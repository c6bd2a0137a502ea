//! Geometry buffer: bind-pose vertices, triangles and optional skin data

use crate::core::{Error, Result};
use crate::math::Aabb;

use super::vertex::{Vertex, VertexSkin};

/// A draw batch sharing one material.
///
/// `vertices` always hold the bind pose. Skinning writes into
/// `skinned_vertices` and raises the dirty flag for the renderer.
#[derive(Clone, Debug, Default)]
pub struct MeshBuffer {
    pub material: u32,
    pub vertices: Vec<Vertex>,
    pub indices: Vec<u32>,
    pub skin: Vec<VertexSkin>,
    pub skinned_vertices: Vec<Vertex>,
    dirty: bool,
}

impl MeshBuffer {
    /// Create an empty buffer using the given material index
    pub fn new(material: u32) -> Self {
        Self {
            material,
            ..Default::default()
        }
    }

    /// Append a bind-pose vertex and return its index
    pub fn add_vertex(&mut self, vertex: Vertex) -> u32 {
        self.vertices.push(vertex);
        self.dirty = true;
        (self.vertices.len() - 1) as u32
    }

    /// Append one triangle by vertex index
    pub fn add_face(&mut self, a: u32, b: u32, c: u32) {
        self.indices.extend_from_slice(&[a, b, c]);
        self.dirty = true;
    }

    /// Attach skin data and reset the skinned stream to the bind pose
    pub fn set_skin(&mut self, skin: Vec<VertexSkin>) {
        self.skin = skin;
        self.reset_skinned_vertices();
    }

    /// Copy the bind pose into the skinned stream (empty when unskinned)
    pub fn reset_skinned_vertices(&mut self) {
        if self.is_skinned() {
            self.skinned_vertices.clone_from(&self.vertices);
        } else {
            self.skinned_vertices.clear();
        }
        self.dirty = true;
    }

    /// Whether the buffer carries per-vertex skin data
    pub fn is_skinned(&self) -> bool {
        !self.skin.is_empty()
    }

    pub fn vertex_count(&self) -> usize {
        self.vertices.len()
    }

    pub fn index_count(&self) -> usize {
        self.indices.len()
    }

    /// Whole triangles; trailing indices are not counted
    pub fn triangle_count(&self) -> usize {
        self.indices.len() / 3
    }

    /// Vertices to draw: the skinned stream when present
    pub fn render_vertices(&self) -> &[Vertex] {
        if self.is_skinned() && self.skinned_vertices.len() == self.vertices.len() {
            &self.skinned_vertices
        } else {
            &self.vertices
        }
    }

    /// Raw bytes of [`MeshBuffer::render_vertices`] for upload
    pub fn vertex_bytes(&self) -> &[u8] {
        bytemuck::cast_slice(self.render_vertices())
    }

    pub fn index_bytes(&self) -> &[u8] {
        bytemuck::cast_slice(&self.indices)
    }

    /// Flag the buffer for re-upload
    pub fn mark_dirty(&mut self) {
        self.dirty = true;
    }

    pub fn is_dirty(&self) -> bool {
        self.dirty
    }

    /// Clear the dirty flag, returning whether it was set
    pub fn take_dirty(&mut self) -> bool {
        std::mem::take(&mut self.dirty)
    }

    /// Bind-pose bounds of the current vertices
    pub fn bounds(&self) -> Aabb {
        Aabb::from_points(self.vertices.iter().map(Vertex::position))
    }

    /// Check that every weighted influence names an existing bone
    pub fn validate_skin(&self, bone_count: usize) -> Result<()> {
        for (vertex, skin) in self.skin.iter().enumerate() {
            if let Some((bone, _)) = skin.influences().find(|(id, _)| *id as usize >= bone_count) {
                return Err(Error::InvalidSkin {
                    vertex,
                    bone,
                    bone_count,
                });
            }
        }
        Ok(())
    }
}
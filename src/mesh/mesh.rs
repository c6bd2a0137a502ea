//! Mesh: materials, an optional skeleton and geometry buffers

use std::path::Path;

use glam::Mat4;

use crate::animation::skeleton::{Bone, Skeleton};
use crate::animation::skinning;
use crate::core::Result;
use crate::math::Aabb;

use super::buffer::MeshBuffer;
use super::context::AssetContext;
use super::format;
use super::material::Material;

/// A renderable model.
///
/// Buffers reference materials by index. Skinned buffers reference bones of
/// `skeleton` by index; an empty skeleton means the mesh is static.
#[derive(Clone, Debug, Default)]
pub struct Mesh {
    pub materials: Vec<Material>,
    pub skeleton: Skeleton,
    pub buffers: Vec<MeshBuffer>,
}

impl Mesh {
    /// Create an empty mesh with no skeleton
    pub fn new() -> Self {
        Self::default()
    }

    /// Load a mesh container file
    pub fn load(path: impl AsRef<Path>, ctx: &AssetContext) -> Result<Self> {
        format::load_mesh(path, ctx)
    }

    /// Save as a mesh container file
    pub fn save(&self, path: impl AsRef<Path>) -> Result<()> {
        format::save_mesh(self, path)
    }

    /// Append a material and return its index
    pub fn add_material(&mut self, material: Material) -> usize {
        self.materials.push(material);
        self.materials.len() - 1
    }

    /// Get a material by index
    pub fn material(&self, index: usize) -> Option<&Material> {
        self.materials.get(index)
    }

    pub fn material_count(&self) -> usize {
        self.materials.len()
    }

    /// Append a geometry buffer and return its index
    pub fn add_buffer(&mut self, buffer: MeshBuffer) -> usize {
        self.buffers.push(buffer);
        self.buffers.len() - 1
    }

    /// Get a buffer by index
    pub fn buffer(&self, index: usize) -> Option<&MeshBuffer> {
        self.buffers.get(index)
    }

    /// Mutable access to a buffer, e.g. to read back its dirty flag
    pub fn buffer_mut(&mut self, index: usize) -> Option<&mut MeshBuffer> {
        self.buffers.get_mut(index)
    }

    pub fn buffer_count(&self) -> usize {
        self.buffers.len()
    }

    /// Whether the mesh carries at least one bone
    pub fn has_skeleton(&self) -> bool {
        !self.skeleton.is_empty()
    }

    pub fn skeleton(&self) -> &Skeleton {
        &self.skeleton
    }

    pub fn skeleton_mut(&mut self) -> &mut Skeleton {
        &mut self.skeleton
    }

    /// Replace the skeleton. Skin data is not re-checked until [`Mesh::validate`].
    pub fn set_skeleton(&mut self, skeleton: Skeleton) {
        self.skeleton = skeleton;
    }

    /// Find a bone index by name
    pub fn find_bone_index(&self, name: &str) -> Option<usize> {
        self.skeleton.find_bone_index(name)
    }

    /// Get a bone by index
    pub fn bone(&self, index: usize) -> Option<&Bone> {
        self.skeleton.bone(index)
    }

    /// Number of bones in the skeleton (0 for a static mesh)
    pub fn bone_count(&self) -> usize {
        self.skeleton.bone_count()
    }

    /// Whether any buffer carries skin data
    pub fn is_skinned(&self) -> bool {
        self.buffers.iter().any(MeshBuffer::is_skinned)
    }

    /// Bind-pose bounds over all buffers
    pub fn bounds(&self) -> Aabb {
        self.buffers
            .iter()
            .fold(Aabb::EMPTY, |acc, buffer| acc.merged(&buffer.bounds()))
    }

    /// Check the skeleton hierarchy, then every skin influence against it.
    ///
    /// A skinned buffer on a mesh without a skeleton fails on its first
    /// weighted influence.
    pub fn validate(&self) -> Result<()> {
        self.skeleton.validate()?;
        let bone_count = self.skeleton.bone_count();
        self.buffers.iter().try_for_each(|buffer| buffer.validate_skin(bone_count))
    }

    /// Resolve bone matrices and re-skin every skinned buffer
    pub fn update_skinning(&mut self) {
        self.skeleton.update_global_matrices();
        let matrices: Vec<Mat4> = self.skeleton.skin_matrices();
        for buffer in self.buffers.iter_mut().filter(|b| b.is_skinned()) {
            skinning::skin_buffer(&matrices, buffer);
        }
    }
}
+===+
EXERCISE PROMPT » From the entries above, return exactly the line containing "pub fn add_material(&mut", the line containing "carries skin data", and all lines between, and nothing else.

PROBLEM SOLUTION »
    pub fn add_material(&mut self, material: Material) -> usize {
        self.materials.push(material);
        self.materials.len() - 1
    }

    /// Get a material by index
    pub fn material(&self, index: usize) -> Option<&Material> {
        self.materials.get(index)
    }

    pub fn material_count(&self) -> usize {
        self.materials.len()
    }

    /// Append a geometry buffer and return its index
    pub fn add_buffer(&mut self, buffer: MeshBuffer) -> usize {
        self.buffers.push(buffer);
        self.buffers.len() - 1
    }

    /// Get a buffer by index
    pub fn buffer(&self, index: usize) -> Option<&MeshBuffer> {
        self.buffers.get(index)
    }

    /// Mutable access to a buffer, e.g. to read back its dirty flag
    pub fn buffer_mut(&mut self, index: usize) -> Option<&mut MeshBuffer> {
        self.buffers.get_mut(index)
    }

    pub fn buffer_count(&self) -> usize {
        self.buffers.len()
    }

    /// Whether the mesh carries at least one bone
    pub fn has_skeleton(&self) -> bool {
        !self.skeleton.is_empty()
    }

    pub fn skeleton(&self) -> &Skeleton {
        &self.skeleton
    }

    pub fn skeleton_mut(&mut self) -> &mut Skeleton {
        &mut self.skeleton
    }

    /// Replace the skeleton. Skin data is not re-checked until [`Mesh::validate`].
    pub fn set_skeleton(&mut self, skeleton: Skeleton) {
        self.skeleton = skeleton;
    }

    /// Find a bone index by name
    pub fn find_bone_index(&self, name: &str) -> Option<usize> {
        self.skeleton.find_bone_index(name)
    }

    /// Get a bone by index
    pub fn bone(&self, index: usize) -> Option<&Bone> {
        self.skeleton.bone(index)
    }

    /// Number of bones in the skeleton (0 for a static mesh)
    pub fn bone_count(&self) -> usize {
        self.skeleton.bone_count()
    }

    /// Whether any buffer carries skin data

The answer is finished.